- Opening Delimiter -

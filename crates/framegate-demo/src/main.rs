use framegate::FrameThrottle;
use framegate_winit::{init_logging, App, FrameLoop, LoopConfig, LoopControl, RedrawScheduler};
use winit::dpi::LogicalSize;
use winit::event::{ElementState, MouseButton, WindowEvent};
use winit::keyboard::{KeyCode, PhysicalKey};

/// Demo app: cursor positions arrive per OS event, the throttle lets at most
/// one through per redraw. Right-click drops a pending report, Escape quits.
struct CursorDemo {
    throttle: FrameThrottle<RedrawScheduler, (f64, f64)>,
}

impl App for CursorDemo {
    fn on_window_event(&mut self, event: &WindowEvent) -> LoopControl {
        match event {
            WindowEvent::CursorMoved { position, .. } => {
                self.throttle.call((position.x, position.y));
                LoopControl::Continue
            }

            WindowEvent::MouseInput {
                state: ElementState::Pressed,
                button: MouseButton::Right,
                ..
            } => {
                self.throttle.cancel();
                log::info!("pending cursor report cancelled");
                LoopControl::Continue
            }

            WindowEvent::KeyboardInput { event, .. }
                if event.state == ElementState::Pressed
                    && event.physical_key == PhysicalKey::Code(KeyCode::Escape) =>
            {
                LoopControl::Exit
            }

            WindowEvent::CloseRequested => LoopControl::Exit,

            _ => LoopControl::Continue,
        }
    }
}

fn main() -> anyhow::Result<()> {
    // Startup banner — printed before the window opens.
    println!();
    println!("  ╔════════════════════════════════════════╗");
    println!("  ║          FRAMEGATE DEMO v0.1           ║");
    println!("  ║  one cursor report per redraw, max     ║");
    println!("  ╠════════════════════════════════════════╣");
    println!("  ║  move mouse   -> throttled log line    ║");
    println!("  ║  right-click  -> cancel pending report ║");
    println!("  ║  escape       -> quit                  ║");
    println!("  ╚════════════════════════════════════════╝");
    println!();

    init_logging(None);

    let scheduler = RedrawScheduler::new();
    let throttle = FrameThrottle::new(scheduler.clone(), |(x, y): (f64, f64)| {
        log::info!("cursor at ({x:.0}, {y:.0})");
    });

    let config = LoopConfig {
        title: "framegate demo".to_string(),
        initial_size: LogicalSize::new(820.0, 560.0),
    };

    FrameLoop::run(config, scheduler, CursorDemo { throttle })
}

- Closing Delimiter -

▶ _TASK OBJECTIVE_: Look through the lines above and collect those with the word "CursorDemo".

▶ _OUTPUT_:
struct CursorDemo {
impl App for CursorDemo {
    FrameLoop::run(config, scheduler, CursorDemo { throttle })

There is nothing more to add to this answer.